Shōchan no Bōken en albums
En 1924 et 1925, sept beaux albums de 44 pages en couleurs (au format 18x26cm) seront édités par Kodansha, la plus importante maison d’édition de cette époque.
Ce sont ces albums qu’Alain avait trouvé sur le net. On peut effectivement les feuilleter sur le site de la bibliothèque de New York. C’est quasiment illisible parce que les images sont toutes petites. Il faut savoir que c’est très difficile de trouver des images japonaises de taille acceptable sur le net. Un pote m’a raconté qu’il y a une loi très stricte liée aux droits. En gros, ils ne diffusent pas d’images imprimables, mais comme je suis une fouine, j’en ai quand même en bonne qualité !
Voici toujours les magnifiques couvertures de seulement six albums :
Difficile de savoir quel est le contenu exact de Shōchan.
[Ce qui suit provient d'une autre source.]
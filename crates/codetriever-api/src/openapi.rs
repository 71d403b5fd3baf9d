//! `OpenAPI` documentation generation and Swagger UI setup.

use axum::{Json, response::IntoResponse};
use utoipa::OpenApi;
use utoipa_swagger_ui::SwaggerUi;

/// `OpenAPI` documentation for the codetriever control plane and query API.
#[derive(OpenApi)]
#[openapi(
    paths(
        crate::routes::index::start_handler,
        crate::routes::index::status_handler,
        crate::routes::index::cancel_handler,
        crate::routes::index::delete_handler,
        crate::routes::index::list_handler,
        crate::routes::ask::ask_handler,
    ),
    components(
        schemas(
            crate::routes::index::IndexRequest,
            crate::routes::index::IndexAcceptedResponse,
            crate::routes::index::StatusResponse,
            crate::routes::index::ProgressResponse,
            crate::routes::index::SummaryResponse,
            crate::routes::index::JobListResponse,
            crate::routes::ask::AskRequest,
            crate::routes::ask::AskResponse,
            crate::routes::ask::ReferenceResponse,
            crate::routes::health::ServerStatus,
        )
    ),
    tags(
        (name = "index", description = "Repository indexing control plane"),
        (name = "ask", description = "Natural-language code question answering"),
        (name = "health", description = "Liveness and server status"),
    ),
    info(
        title = "Codetriever API",
        version = "0.1.0",
        description = "Semantic code search and retrieval-augmented question answering",
        license(
            name = "MIT",
            url = "https://opensource.org/licenses/MIT"
        )
    ),
    servers(
        (url = "http://localhost:8080", description = "Local development server"),
    )
)]
pub struct ApiDoc;

/// Returns configured Swagger UI service, mounted at `/swagger-ui`.
pub fn swagger_ui() -> SwaggerUi {
    SwaggerUi::new("/swagger-ui").url("/api-docs/openapi.json", ApiDoc::openapi())
}

/// Returns `OpenAPI` JSON as a response.
pub async fn openapi_json() -> impl IntoResponse {
    Json(ApiDoc::openapi())
}
//! Codetriever parsing and chunking crate
//!
//! This crate provides code parsing using tree-sitter and intelligent chunking
//! strategies for breaking code into meaningful segments for embedding.

pub mod chunking;
pub mod error;
pub mod parsing;

// Re-export main types
pub use chunking::{ChunkingService, CodeSpan, TokenBudget, TokenCounter, TokenCounterRegistry};
pub use error::{ParsingError, ParsingResult};
pub use parsing::{CodeChunk, CodeParser, ContentParser, get_language_from_extension};
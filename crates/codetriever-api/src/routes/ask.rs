//! Query endpoint over [`codetriever_search::QueryEngine`] (C7, spec.md §7).

use axum::extract::State;
use axum::routing::post;
use axum::{Json, Router};
use serde::{Deserialize, Serialize};
use tokio_util::sync::CancellationToken;
use utoipa::ToSchema;

use crate::error::Result;
use crate::state::AppState;

pub fn routes() -> Router<AppState> {
    Router::new().route("/ask", post(ask_handler))
}

fn default_max_results() -> usize {
    10
}

/// Request body for `POST /ask`.
#[derive(Debug, Deserialize, ToSchema)]
pub struct AskRequest {
    pub question: String,
    pub repo_name: String,
    #[serde(default = "default_max_results")]
    pub max_results: usize,
}

/// A single cited source backing an [`AskResponse`]'s answer.
#[derive(Debug, Serialize, ToSchema)]
pub struct ReferenceResponse {
    pub file_path: String,
    pub start_line: usize,
    pub end_line: usize,
    pub score: f32,
}

impl From<codetriever_search::Reference> for ReferenceResponse {
    fn from(r: codetriever_search::Reference) -> Self {
        Self { file_path: r.file_path, start_line: r.start_line, end_line: r.end_line, score: r.score }
    }
}

/// Response for `POST /ask`.
#[derive(Debug, Serialize, ToSchema)]
pub struct AskResponse {
    pub answer: String,
    pub references: Vec<ReferenceResponse>,
    pub duration_ms: u128,
}

impl From<codetriever_search::QueryResult> for AskResponse {
    fn from(r: codetriever_search::QueryResult) -> Self {
        Self {
            answer: r.answer,
            references: r.references.into_iter().map(Into::into).collect(),
            duration_ms: r.duration.as_millis(),
        }
    }
}

/// Answer a natural-language question about `repo_name`'s indexed code
/// (spec.md §7).
#[utoipa::path(
    post,
    path = "/ask",
    tag = "ask",
    request_body = AskRequest,
    responses(
        (status = 200, description = "Synthesized answer with citations", body = AskResponse),
        (status = 400, description = "Blank question/repo_name or max_results == 0"),
    )
)]
/// # Errors
///
/// Returns [`crate::error::Error::InvalidArgument`] for blank fields or
/// `max_results == 0`, and maps other query failures to `500`.
pub async fn ask_handler(
    State(state): State<AppState>,
    Json(request): Json<AskRequest>,
) -> Result<Json<AskResponse>> {
    let cancel = CancellationToken::new();
    let result = state
        .query_engine
        .ask(&request.question, &request.repo_name, request.max_results, &cancel)
        .await?;
    Ok(Json(result.into()))
}

#[cfg(test)]
mod tests {
    use super::*;
    use crate::test_utils::test_state;
    use axum::body::Body;
    use axum::http::{Request, StatusCode};
    use tower::ServiceExt;

    #[tokio::test]
    async fn rejects_blank_question() {
        let app = routes().with_state(test_state());
        let body = serde_json::json!({ "question": "", "repo_name": "repo" });
        let response = app
            .oneshot(
                Request::builder()
                    .method("POST")
                    .uri("/ask")
                    .header("content-type", "application/json")
                    .body(Body::from(body.to_string()))
                    .unwrap(),
            )
            .await
            .unwrap();
        assert_eq!(response.status(), StatusCode::BAD_REQUEST);
    }

    #[tokio::test]
    async fn no_context_question_still_answers() {
        let app = routes().with_state(test_state());
        let body = serde_json::json!({ "question": "what does this do", "repo_name": "empty-repo" });
        let response = app
            .oneshot(
                Request::builder()
                    .method("POST")
                    .uri("/ask")
                    .header("content-type", "application/json")
                    .body(Body::from(body.to_string()))
                    .unwrap(),
            )
            .await
            .unwrap();
        assert_eq!(response.status(), StatusCode::OK);
        let bytes = axum::body::to_bytes(response.into_body(), usize::MAX).await.unwrap();
        let parsed: AskResponse = serde_json::from_slice(&bytes).unwrap();
        assert!(parsed.references.is_empty());
    }
}
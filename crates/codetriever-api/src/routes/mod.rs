//! Route modules merged into a single `Router<AppState>` in [`create_router`].

pub mod ask;
pub mod health;
pub mod index;

use axum::Router;

use crate::state::AppState;

/// Build the full application router: health/status, the indexing control
/// plane, the RAG query endpoint, and the `OpenAPI`/Swagger UI surface.
pub fn create_router() -> Router<AppState> {
    Router::new()
        .merge(health::routes())
        .merge(index::routes())
        .merge(ask::routes())
        .merge(crate::openapi::swagger_ui())
        .route("/api-docs/openapi.json", axum::routing::get(crate::openapi::openapi_json))
}
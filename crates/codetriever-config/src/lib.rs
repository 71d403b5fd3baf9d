//! Centralized configuration for codetriever.
//!
//! Configuration follows a simple hierarchy:
//! 1. Safe defaults (constants below)
//! 2. Environment variable overrides
//! 3. Runtime validation via [`validation::Validate`]
//!
//! The recognized option set is closed per spec.md §6: `storage_path`,
//! `vector_dim`, `max_tokens`, `chars_per_token`, `embed_batch`,
//! `progress_interval`, `max_retries`, `base_delay_ms`, `endpoint`,
//! `api_key`, `embed_model`, `chat_model`, `vector_backend_host`,
//! `vector_backend_port`.

pub mod error;
pub mod profile;
pub mod validation;

pub use error::{ConfigError, ConfigResult};
pub use profile::Profile;
pub use validation::Validate;

use std::path::PathBuf;

use serde::{Deserialize, Serialize};

// =============================================================================
// SAFE DEFAULTS
// =============================================================================

const DEFAULT_STORAGE_PATH: &str = "./.codetriever/repos";
const DEFAULT_VECTOR_DIM: usize = 1536;
const DEFAULT_MAX_TOKENS: usize = 6000;
const DEFAULT_CHARS_PER_TOKEN: usize = 3;
const DEFAULT_EMBED_BATCH: usize = 100;
const DEFAULT_PROGRESS_INTERVAL: usize = 10;
const DEFAULT_MAX_RETRIES: u32 = 3;
const DEFAULT_BASE_DELAY_MS: u64 = 500;
const DEFAULT_ENDPOINT: &str = "https://api.openai.com/v1/embeddings";
const DEFAULT_EMBED_MODEL: &str = "text-embedding-3-small";
const DEFAULT_CHAT_MODEL: &str = "gpt-4o-mini";
const DEFAULT_VECTOR_BACKEND_HOST: &str = "localhost";
const DEFAULT_VECTOR_BACKEND_PORT: u16 = 6334;

/// Repository acquisition and enumeration (C5).
#[derive(Debug, Clone, Serialize, Deserialize)]
pub struct RepoConfig {
    /// Base directory holding one clone per sanitized repo name.
    pub storage_path: PathBuf,
}

impl Default for RepoConfig {
    fn default() -> Self {
        Self { storage_path: PathBuf::from(DEFAULT_STORAGE_PATH) }
    }
}

impl Validate for RepoConfig {
    fn validate(&self) -> ConfigResult<()> {
        validation::validate_non_empty(
            self.storage_path.to_string_lossy().as_ref(),
            "repo.storage_path",
        )
    }
}

/// Chunking and token-safety budget (C1/C2).
#[derive(Debug, Clone, Copy, Serialize, Deserialize)]
pub struct ChunkingConfig {
    /// `MAX_TOKENS` — the token budget a single embeddable piece must stay under.
    pub max_tokens: usize,
    /// `K` — characters-per-token estimator constant.
    pub chars_per_token: usize,
}

impl Default for ChunkingConfig {
    fn default() -> Self {
        Self { max_tokens: DEFAULT_MAX_TOKENS, chars_per_token: DEFAULT_CHARS_PER_TOKEN }
    }
}

impl Validate for ChunkingConfig {
    fn validate(&self) -> ConfigResult<()> {
        validation::validate_range(self.max_tokens as u64, 1, 1_000_000, "chunking.max_tokens")?;
        validation::validate_range(self.chars_per_token as u64, 1, 100, "chunking.chars_per_token")
    }
}

/// Embedding backend (C3): external HTTP collaborator.
#[derive(Debug, Clone, Serialize, Deserialize)]
pub struct EmbeddingConfig {
    pub endpoint: String,
    pub api_key: Option<String>,
    pub model: String,
    pub dimension: usize,
    /// Batch size the Indexer slices embed calls into.
    pub embed_batch: usize,
    pub max_retries: u32,
    pub base_delay_ms: u64,
}

impl Default for EmbeddingConfig {
    fn default() -> Self {
        Self {
            endpoint: DEFAULT_ENDPOINT.to_string(),
            api_key: None,
            model: DEFAULT_EMBED_MODEL.to_string(),
            dimension: DEFAULT_VECTOR_DIM,
            embed_batch: DEFAULT_EMBED_BATCH,
            max_retries: DEFAULT_MAX_RETRIES,
            base_delay_ms: DEFAULT_BASE_DELAY_MS,
        }
    }
}

impl Validate for EmbeddingConfig {
    fn validate(&self) -> ConfigResult<()> {
        validation::validate_url(&self.endpoint, "embedding.endpoint")?;
        validation::validate_non_empty(&self.model, "embedding.model")?;
        validation::validate_range(self.dimension as u64, 1, 65536, "embedding.dimension")?;
        validation::validate_range(self.embed_batch as u64, 1, 10_000, "embedding.embed_batch")
    }
}

/// Chat backend (C7 collaborator): shares the embedding client's HTTP stack
/// but speaks its own model.
#[derive(Debug, Clone, Serialize, Deserialize)]
pub struct ChatConfig {
    pub endpoint: String,
    pub api_key: Option<String>,
    pub model: String,
}

impl Default for ChatConfig {
    fn default() -> Self {
        Self {
            endpoint: "https://api.openai.com/v1/chat/completions".to_string(),
            api_key: None,
            model: DEFAULT_CHAT_MODEL.to_string(),
        }
    }
}

impl Validate for ChatConfig {
    fn validate(&self) -> ConfigResult<()> {
        validation::validate_url(&self.endpoint, "chat.endpoint")?;
        validation::validate_non_empty(&self.model, "chat.model")
    }
}

/// Vector backend (C4).
#[derive(Debug, Clone, Serialize, Deserialize)]
pub struct VectorStorageConfig {
    pub host: String,
    pub port: u16,
    pub collection_name: String,
    pub dimension: usize,
}

impl Default for VectorStorageConfig {
    fn default() -> Self {
        Self {
            host: DEFAULT_VECTOR_BACKEND_HOST.to_string(),
            port: DEFAULT_VECTOR_BACKEND_PORT,
            collection_name: "codetriever".to_string(),
            dimension: DEFAULT_VECTOR_DIM,
        }
    }
}

impl VectorStorageConfig {
    #[must_use]
    pub fn url(&self) -> String {
        format!("http://{}:{}", self.host, self.port)
    }
}

impl Validate for VectorStorageConfig {
    fn validate(&self) -> ConfigResult<()> {
        validation::validate_non_empty(&self.host, "vector_storage.host")?;
        validation::validate_port(self.port, "vector_storage.port")?;
        validation::validate_non_empty(&self.collection_name, "vector_storage.collection_name")?;
        validation::validate_range(self.dimension as u64, 1, 65536, "vector_storage.dimension")
    }
}

/// Indexer orchestration (C6) and control plane (C8) tunables.
#[derive(Debug, Clone, Copy, Serialize, Deserialize)]
pub struct IndexingConfig {
    /// Files between `Progress` snapshots during enumeration.
    pub progress_interval: usize,
    /// Chunks-per-slice for the embed+upsert phase (`EMBED_BATCH`).
    pub embed_batch: usize,
}

impl Default for IndexingConfig {
    fn default() -> Self {
        Self { progress_interval: DEFAULT_PROGRESS_INTERVAL, embed_batch: DEFAULT_EMBED_BATCH.min(50) }
    }
}

impl Validate for IndexingConfig {
    fn validate(&self) -> ConfigResult<()> {
        validation::validate_range(self.progress_interval as u64, 1, 10_000, "indexing.progress_interval")?;
        validation::validate_range(self.embed_batch as u64, 1, 10_000, "indexing.embed_batch")
    }
}

/// Top-level application configuration: the closed set of recognized
/// options from spec.md §6, grouped by the component that owns them.
#[derive(Debug, Clone, Default, Serialize, Deserialize)]
pub struct ApplicationConfig {
    #[serde(default)]
    pub profile: Profile,
    #[serde(default)]
    pub repo: RepoConfig,
    #[serde(default)]
    pub chunking: ChunkingConfig,
    #[serde(default)]
    pub embedding: EmbeddingConfig,
    #[serde(default)]
    pub chat: ChatConfig,
    #[serde(default)]
    pub vector_storage: VectorStorageConfig,
    #[serde(default)]
    pub indexing: IndexingConfig,
}

impl ApplicationConfig {
    /// Build the default configuration for `profile`. Profiles currently
    /// only affect logging verbosity (wired up by the API binary); the
    /// closed option set itself has one safe default regardless of profile.
    #[must_use]
    pub fn with_profile(profile: Profile) -> Self {
        Self { profile, ..Self::default() }
    }

    /// Apply environment variable overrides on top of the current values.
    /// Recognized variables are prefixed `CODETRIEVER_` and named after the
    /// dotted option path (e.g. `CODETRIEVER_EMBEDDING_API_KEY`).
    #[must_use]
    pub fn with_env_overrides(mut self) -> Self {
        if let Ok(v) = std::env::var("CODETRIEVER_STORAGE_PATH") {
            self.repo.storage_path = PathBuf::from(v);
        }
        if let Ok(v) = std::env::var("CODETRIEVER_VECTOR_DIM") {
            if let Ok(n) = v.parse() {
                self.vector_storage.dimension = n;
                self.embedding.dimension = n;
            }
        }
        if let Ok(v) = std::env::var("CODETRIEVER_MAX_TOKENS") {
            if let Ok(n) = v.parse() {
                self.chunking.max_tokens = n;
            }
        }
        if let Ok(v) = std::env::var("CODETRIEVER_CHARS_PER_TOKEN") {
            if let Ok(n) = v.parse() {
                self.chunking.chars_per_token = n;
            }
        }
        if let Ok(v) = std::env::var("CODETRIEVER_EMBED_BATCH") {
            if let Ok(n) = v.parse() {
                self.embedding.embed_batch = n;
                self.indexing.embed_batch = n;
            }
        }
        if let Ok(v) = std::env::var("CODETRIEVER_PROGRESS_INTERVAL") {
            if let Ok(n) = v.parse() {
                self.indexing.progress_interval = n;
            }
        }
        if let Ok(v) = std::env::var("CODETRIEVER_MAX_RETRIES") {
            if let Ok(n) = v.parse() {
                self.embedding.max_retries = n;
            }
        }
        if let Ok(v) = std::env::var("CODETRIEVER_BASE_DELAY_MS") {
            if let Ok(n) = v.parse() {
                self.embedding.base_delay_ms = n;
            }
        }
        if let Ok(v) = std::env::var("CODETRIEVER_ENDPOINT") {
            self.embedding.endpoint = v;
        }
        if let Ok(v) = std::env::var("CODETRIEVER_API_KEY") {
            self.embedding.api_key = Some(v.clone());
            self.chat.api_key = Some(v);
        }
        if let Ok(v) = std::env::var("CODETRIEVER_EMBED_MODEL") {
            self.embedding.model = v;
        }
        if let Ok(v) = std::env::var("CODETRIEVER_CHAT_MODEL") {
            self.chat.model = v;
        }
        if let Ok(v) = std::env::var("CODETRIEVER_VECTOR_BACKEND_HOST") {
            self.vector_storage.host = v;
        }
        if let Ok(v) = std::env::var("CODETRIEVER_VECTOR_BACKEND_PORT") {
            if let Ok(n) = v.parse() {
                self.vector_storage.port = n;
            }
        }
        self
    }

    /// Load configuration from the environment, applying profile defaults
    /// then env-var overrides, and validate the result.
    ///
    /// # Errors
    ///
    /// Returns a [`ConfigError`] if any section fails validation.
    pub fn load() -> ConfigResult<Self> {
        let profile = std::env::var("CODETRIEVER_PROFILE")
            .unwrap_or_else(|_| "development".to_string())
            .parse()
            .unwrap_or_default();
        let config = Self::with_profile(profile).with_env_overrides();
        config.validate()?;
        Ok(config)
    }
}

impl Validate for ApplicationConfig {
    fn validate(&self) -> ConfigResult<()> {
        self.repo.validate()?;
        self.chunking.validate()?;
        self.embedding.validate()?;
        self.chat.validate()?;
        self.vector_storage.validate()?;
        self.indexing.validate()
    }
}

#[cfg(test)]
mod tests {
    use super::*;

    #[test]
    fn defaults_validate() {
        ApplicationConfig::default().validate().expect("defaults are valid");
    }

    #[test]
    fn env_overrides_apply() {
        // SAFETY: test runs single-threaded within this process's env mutation.
        unsafe {
            std::env::set_var("CODETRIEVER_MAX_TOKENS", "1234");
        }
        let config = ApplicationConfig::default().with_env_overrides();
        assert_eq!(config.chunking.max_tokens, 1234);
        unsafe {
            std::env::remove_var("CODETRIEVER_MAX_TOKENS");
        }
    }

    #[test]
    fn vector_storage_url_combines_host_and_port() {
        let config = VectorStorageConfig::default();
        assert_eq!(config.url(), "http://localhost:6334");
    }

    #[test]
    fn invalid_dimension_fails_validation() {
        let mut config = ApplicationConfig::default();
        config.vector_storage.dimension = 0;
        assert!(config.validate().is_err());
    }
}
//! `ChatClient`: a narrow chat-completion capability backing [`crate::QueryEngine`] (C7).
//!
//! Not part of the corpus (`codetriever-search` stops at retrieval); added
//! per SPEC_FULL.md §4.7 using the same `reqwest` stack
//! `codetriever-embeddings::HttpEmbeddingClient` uses, since this workspace
//! treats both as external HTTP collaborators behind a narrow trait.

use async_trait::async_trait;
use codetriever_config::ChatConfig;
use serde::{Deserialize, Serialize};
use tokio_util::sync::CancellationToken;

use crate::error::{SearchError, SearchResult};

/// A chat message's speaker.
#[derive(Debug, Clone, Copy, PartialEq, Eq)]
pub enum ChatRole {
    System,
    User,
}

/// One turn of a chat history.
#[derive(Debug, Clone)]
pub struct ChatMessage {
    pub role: ChatRole,
    pub content: String,
}

impl ChatMessage {
    #[must_use]
    pub fn system(content: impl Into<String>) -> Self {
        Self { role: ChatRole::System, content: content.into() }
    }

    #[must_use]
    pub fn user(content: impl Into<String>) -> Self {
        Self { role: ChatRole::User, content: content.into() }
    }
}

/// The assistant's reply to a chat history.
#[derive(Debug, Clone)]
pub struct ChatResponse {
    pub content: String,
}

/// Narrow capability interface over a chat-completion backend.
///
/// Cancellation is honored immediately; there is no retry loop (spec.md
/// §6 chat backend contract names no backoff schedule for this call).
#[async_trait]
pub trait ChatClient: Send + Sync {
    async fn complete(
        &self,
        messages: &[ChatMessage],
        cancel: &CancellationToken,
    ) -> SearchResult<ChatResponse>;
}

#[derive(Serialize)]
struct WireMessage<'a> {
    role: &'a str,
    content: &'a str,
}

#[derive(Serialize)]
struct ChatRequest<'a> {
    model: &'a str,
    messages: Vec<WireMessage<'a>>,
}

#[derive(Deserialize)]
struct ChoiceMessage {
    content: String,
}

#[derive(Deserialize)]
struct Choice {
    message: ChoiceMessage,
}

#[derive(Deserialize)]
struct ChatCompletionResponse {
    choices: Vec<Choice>,
}

fn role_str(role: ChatRole) -> &'static str {
    match role {
        ChatRole::System => "system",
        ChatRole::User => "user",
    }
}

/// `reqwest`-backed [`ChatClient`] speaking the OpenAI chat-completions shape.
pub struct HttpChatClient {
    http: reqwest::Client,
    config: ChatConfig,
}

impl HttpChatClient {
    #[must_use]
    pub fn new(config: ChatConfig) -> Self {
        Self { http: reqwest::Client::new(), config }
    }
}

#[async_trait]
impl ChatClient for HttpChatClient {
    async fn complete(
        &self,
        messages: &[ChatMessage],
        cancel: &CancellationToken,
    ) -> SearchResult<ChatResponse> {
        if cancel.is_cancelled() {
            return Err(SearchError::Cancelled);
        }

        let wire_messages =
            messages.iter().map(|m| WireMessage { role: role_str(m.role), content: &m.content }).collect();
        let body = ChatRequest { model: &self.config.model, messages: wire_messages };

        let mut request = self.http.post(&self.config.endpoint).json(&body);
        if let Some(key) = &self.config.api_key {
            request = request.bearer_auth(key);
        }

        let response = tokio::select! {
            result = request.send() => result.map_err(|e| SearchError::Chat(e.to_string()))?,
            () = cancel.cancelled() => return Err(SearchError::Cancelled),
        };

        let status = response.status();
        if !status.is_success() {
            return Err(SearchError::Chat(format!("status {status}")));
        }

        let parsed: ChatCompletionResponse =
            response.json().await.map_err(|e| SearchError::Chat(format!("malformed response: {e}")))?;

        Ok(ChatResponse { content: parsed.choices.into_iter().next().map_or_else(String::new, |c| c.message.content) })
    }
}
D’après tout ce que j’ai vu, la publication a commencé en strip en noir et blanc en 1923. Les albums de 1924/1925 semblent reprendre le contenu des strips mais ils ont été redessinés en partie. L’album de 1926 semble raconter une histoire inédite. Quand aux albums des années 50 ils semblent aussi être une sorte de reboot de la série.
J’ai lu que les histoires étaient plutôt oniriques. Je n’y comprends pas grand chose mais de ce que j’en ai vu, Shōchan rencontre des petits hommes, des fées, des centaures, Ulysse, un homme à tête de lion, plein d’animaux qui parlent… Les auteurs s’amusent autant avec les légendes japonaises qu’avec la mythologie grecque. J’ai lu que les auteurs auraient aussi pu s’inspirer d‘Alice au Pays des merveilles, de Lewis Carroll. Pour preuve, le premier strip traduit :
Ce strip sera redessiné pour l’album de 1925. On remarque quelques différences, l’écureuil a l’air vraiment coincé cette fois. Et en case 3 Shochan se présente.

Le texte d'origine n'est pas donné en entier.